Try it → Using the records that appear below, write out exactly the lines from the one with "lists newest first." through the one with "pub fn api_key_path()", keeping both end lines.

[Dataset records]
○ ○ ○ ○

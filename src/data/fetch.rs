use crate::data::Bar;
use crate::error::FetchError;
use log::debug;
use reqwest::Client;
use serde_json::Value;

const URL: &str = "https://www.alphavantage.co/query";
const SERIES_KEY: &str = "Time Series (Daily)";

pub async fn fetch_daily_series(symbol: &str, api_key: &str) -> Result<Vec<Bar>, FetchError> {
    let client = Client::new();
    debug!("GET {} function=TIME_SERIES_DAILY symbol={}", URL, symbol);
    let body = client
        .get(URL)
        .query(&[
            ("function", "TIME_SERIES_DAILY"),
            ("symbol", symbol),
            ("apikey", api_key),
        ])
        .send()
        .await?
        .text()
        .await?;

    debug!("received {} bytes", body.len());
    parse_daily_series(&body)
}

/// Decodes a `TIME_SERIES_DAILY` document into bars, oldest first.
pub fn parse_daily_series(body: &str) -> Result<Vec<Bar>, FetchError> {
    let json: Value = serde_json::from_str(body)?;

    if let Some(msg) = json.get("Error Message") {
        return Err(FetchError::Api(message_text(msg)));
    }
    if let Some(msg) = json.get("Note").or_else(|| json.get("Information")) {
        return Err(FetchError::RateLimited(message_text(msg)));
    }

    let series = json
        .get(SERIES_KEY)
        .and_then(|v| v.as_object())
        .ok_or(FetchError::MissingSeries)?;

    let mut bars = series
        .iter()
        .map(|(date, quote)| {
            Ok(Bar {
                date: date.clone(),
                open: parse_field(date, quote, "1. open")?,
                high: parse_field(date, quote, "2. high")?,
                low: parse_field(date, quote, "3. low")?,
                close: parse_field(date, quote, "4. close")?,
            })
        })
        .collect::<Result<Vec<Bar>, FetchError>>()?;

    // The provider lists newest first.
    bars.sort_by(|a, b| a.date.cmp(&b.date));
    debug!("decoded {} daily bars", bars.len());
    Ok(bars)
}

fn parse_field(date: &str, quote: &Value, field: &'static str) -> Result<f64, FetchError> {
    let raw = quote.get(field).ok_or_else(|| FetchError::MissingField {
        date: date.to_string(),
        field,
    })?;

    let invalid = || FetchError::InvalidNumber {
        date: date.to_string(),
        field,
        value: message_text(raw),
    };

    let value = raw
        .as_str()
        .ok_or_else(invalid)?
        .trim()
        .parse::<f64>()
        .map_err(|_| invalid())?;

    // "NaN" and "inf" parse as f64 but are not prices.
    if !value.is_finite() {
        return Err(invalid());
    }
    Ok(value)
}

fn message_text(msg: &Value) -> String {
    msg.as_str()
        .map(str::to_string)
        .unwrap_or_else(|| msg.to_string())
}
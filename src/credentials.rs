use std::io::{self, BufRead, Write};
use std::path::{Path, PathBuf};

const KEY_FILE: &str = ".stock_api_key";

pub fn api_key_path() -> io::Result<PathBuf> {
    key_path_in(dirs::home_dir())
}

fn key_path_in(home: Option<PathBuf>) -> io::Result<PathBuf> {
    home.map(|dir| dir.join(KEY_FILE)).ok_or_else(|| {
        io::Error::new(
            io::ErrorKind::NotFound,
            "cannot locate the home directory for the API key file",
        )
    })
}

/// First line of the key file, trimmed. `None` when the file is missing or blank.
pub fn read_api_key(path: &Path) -> Option<String> {
    let contents = std::fs::read_to_string(path).ok()?;
    let key = contents.lines().next()?.trim();
    if key.is_empty() {
        None
    } else {
        Some(key.to_string())
    }
}

pub fn save_api_key(path: &Path, key: &str) -> io::Result<()> {
    std::fs::write(path, key)
}

/// Returns the stored key, or runs the first-time prompt on stdin/stdout.
pub fn load_or_prompt(path: &Path) -> io::Result<String> {
    if let Some(key) = read_api_key(path) {
        log::debug!("using API key from {}", path.display());
        return Ok(key);
    }

    let stdin = io::stdin();
    let stdout = io::stdout();
    prompt_api_key(path, &mut stdin.lock(), &mut stdout.lock())
}

/// Asks for a key, persists it, and returns it. A failed save only warns.
pub fn prompt_api_key<R, W>(path: &Path, input: &mut R, output: &mut W) -> io::Result<String>
where
    R: BufRead,
    W: Write,
{
    writeln!(output, "First time setup: Please enter your Alpha Vantage API Key.")?;
    writeln!(output, "(It will be saved to {})", path.display())?;
    write!(output, "Key: ")?;
    output.flush()?;

    let mut line = String::new();
    input.read_line(&mut line)?;
    let key = line.trim().to_string();
    if key.is_empty() {
        return Err(io::Error::new(
            io::ErrorKind::InvalidInput,
            "no API key entered",
        ));
    }

    match save_api_key(path, &key) {
        Ok(()) => writeln!(output, "Key saved successfully.\n")?,
        Err(e) => {
            log::debug!("saving {} failed: {}", path.display(), e);
            eprintln!("Warning: Could not save API key to file.");
        }
    }

    Ok(key)
}
pub mod bar;
pub mod fetch;

pub use bar::Bar;
pub use fetch::*;
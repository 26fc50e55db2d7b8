use crate::config::ChartConfig;
use crate::data::Bar;
use crossterm::{
    queue,
    style::{Attribute, Print, PrintStyledContent, SetAttribute, Stylize},
    terminal,
};
use log::debug;
use std::io::{self, Write};

const BODY_GLYPH: &str = "█";
const WICK_GLYPH: &str = "│";

#[derive(Debug, Clone, Copy, PartialEq, Eq)]
pub enum Cell {
    Blank,
    Wick,
    BullishBody,
    BearishBody,
}

/// Maps prices onto grid rows, row 0 being the highest price.
#[derive(Debug, Clone, Copy, PartialEq)]
pub struct PriceScale {
    pub min: f64,
    pub max: f64,
    height: usize,
}

impl PriceScale {
    /// Range over the window's lows and highs. A flat window is widened by 1.0
    /// so the division in `row` is always defined.
    pub fn from_window(window: &[Bar], height: usize) -> Self {
        let (min, mut max) = window.iter().fold(
            (f64::INFINITY, f64::NEG_INFINITY),
            |(min, max), bar| (min.min(bar.low), max.max(bar.high)),
        );
        if max == min {
            max += 1.0;
        }

        Self {
            min,
            max,
            height: height.max(1),
        }
    }

    /// Rounds half up, flips so higher prices get smaller indices, then clamps
    /// into the grid for bars that break the OHLC ordering.
    pub fn row(&self, price: f64) -> usize {
        let last = (self.height - 1) as f64;
        let ratio = (price - self.min) / (self.max - self.min);
        let row = (ratio * last + 0.5).floor();
        (last - row).clamp(0.0, last) as usize
    }
}

#[derive(Debug, Clone, PartialEq)]
pub struct Grid {
    rows: Vec<Vec<Cell>>,
}

impl Grid {
    pub fn new(height: usize, width: usize) -> Self {
        Self {
            rows: vec![vec![Cell::Blank; width]; height],
        }
    }

    #[cfg(test)]
    fn height(&self) -> usize {
        self.rows.len()
    }

    #[cfg(test)]
    fn width(&self) -> usize {
        self.rows.first().map_or(0, Vec::len)
    }

    #[cfg(test)]
    fn cell(&self, row: usize, col: usize) -> Cell {
        self.rows[row][col]
    }

    pub fn rows(&self) -> &[Vec<Cell>] {
        &self.rows
    }

    fn fill(&mut self, col: usize, from: usize, to: usize, cell: Cell) {
        let (top, bottom) = (from.min(to), from.max(to));
        for row in &mut self.rows[top..=bottom] {
            row[col] = cell;
        }
    }

    /// Wick first, body second, so the body wins where they overlap.
    pub fn paint(&mut self, col: usize, bar: &Bar, scale: &PriceScale) {
        self.fill(col, scale.row(bar.high), scale.row(bar.low), Cell::Wick);

        let body = if bar.is_bullish() {
            Cell::BullishBody
        } else {
            Cell::BearishBody
        };
        self.fill(col, scale.row(bar.open), scale.row(bar.close), body);
    }
}

/// Terminal column count, or `default` when the size query fails.
pub fn terminal_width(default: usize) -> usize {
    resolve_width(terminal::size(), default)
}

fn resolve_width(size: io::Result<(u16, u16)>, default: usize) -> usize {
    match size {
        Ok((cols, _)) => cols as usize,
        Err(e) => {
            debug!("terminal size unavailable ({}), assuming {} columns", e, default);
            default
        }
    }
}

#[derive(Debug, Clone)]
pub struct Chart {
    config: ChartConfig,
}

impl Chart {
    pub fn new(config: ChartConfig) -> Self {
        Self {
            config: config.sanitized(),
        }
    }

    pub fn max_bars_visible(&self, width: usize) -> usize {
        width.saturating_sub(self.config.padding) / self.config.stride
    }

    /// The most recent bars that fit in `width` columns.
    pub fn window<'a>(&self, bars: &'a [Bar], width: usize) -> &'a [Bar] {
        let shown = bars.len().min(self.max_bars_visible(width));
        &bars[bars.len() - shown..]
    }

    pub fn build_grid(&self, window: &[Bar]) -> (PriceScale, Grid) {
        let scale = PriceScale::from_window(window, self.config.height);
        let mut grid = Grid::new(self.config.height, window.len());
        for (col, bar) in window.iter().enumerate() {
            grid.paint(col, bar, &scale);
        }
        (scale, grid)
    }

    /// Renders at the current terminal width.
    pub fn render<W: Write>(&self, bars: &[Bar], symbol: &str, out: &mut W) -> io::Result<()> {
        let width = terminal_width(self.config.default_width);
        self.render_with_width(bars, symbol, width, out)
    }

    pub fn render_with_width<W: Write>(
        &self,
        bars: &[Bar],
        symbol: &str,
        width: usize,
        out: &mut W,
    ) -> io::Result<()> {
        let window = self.window(bars, width);
        if window.is_empty() {
            debug!("nothing to draw: {} bars, width {}", bars.len(), width);
            return Ok(());
        }
        debug!(
            "showing {} of {} bars at width {}",
            window.len(),
            bars.len(),
            width
        );

        let (scale, grid) = self.build_grid(window);
        debug!("price range {} .. {}", scale.min, scale.max);

        queue!(
            out,
            Print("\n"),
            SetAttribute(Attribute::Bold),
            Print(format!("Chart: {} ({} candles)", symbol, window.len())),
            SetAttribute(Attribute::Reset),
            Print("\n"),
            Print(format!("Max: {}\n\n", scale.max)),
        )?;

        for row in grid.rows() {
            queue!(out, Print("  "))?;
            for cell in row {
                match cell {
                    Cell::BullishBody => queue!(out, PrintStyledContent(BODY_GLYPH.dark_green()))?,
                    Cell::BearishBody => queue!(out, PrintStyledContent(BODY_GLYPH.dark_red()))?,
                    Cell::Wick => queue!(out, PrintStyledContent(WICK_GLYPH.dark_grey()))?,
                    Cell::Blank => queue!(out, Print(" "))?,
                }
                queue!(out, Print(" "))?;
            }
            queue!(out, Print("\n"))?;
        }

        let first = &window[0];
        let last = &window[window.len() - 1];
        queue!(
            out,
            Print(format!("\nMin: {}\n", scale.min)),
            Print(format!("Range: {} -> {}\n\n", first.date, last.date)),
        )?;
        out.flush()
    }
}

○ ○ ○ ○

Answer to this problem →
    // The provider lists newest first.
    bars.sort_by(|a, b| a.date.cmp(&b.date));
    debug!("decoded {} daily bars", bars.len());
    Ok(bars)
}

fn parse_field(date: &str, quote: &Value, field: &'static str) -> Result<f64, FetchError> {
    let raw = quote.get(field).ok_or_else(|| FetchError::MissingField {
        date: date.to_string(),
        field,
    })?;

    let invalid = || FetchError::InvalidNumber {
        date: date.to_string(),
        field,
        value: message_text(raw),
    };

    let value = raw
        .as_str()
        .ok_or_else(invalid)?
        .trim()
        .parse::<f64>()
        .map_err(|_| invalid())?;

    // "NaN" and "inf" parse as f64 but are not prices.
    if !value.is_finite() {
        return Err(invalid());
    }
    Ok(value)
}

fn message_text(msg: &Value) -> String {
    msg.as_str()
        .map(str::to_string)
        .unwrap_or_else(|| msg.to_string())
}
filename src/credentials.rs
use std::io::{self, BufRead, Write};
use std::path::{Path, PathBuf};

const KEY_FILE: &str = ".stock_api_key";

pub fn api_key_path() -> io::Result<PathBuf> {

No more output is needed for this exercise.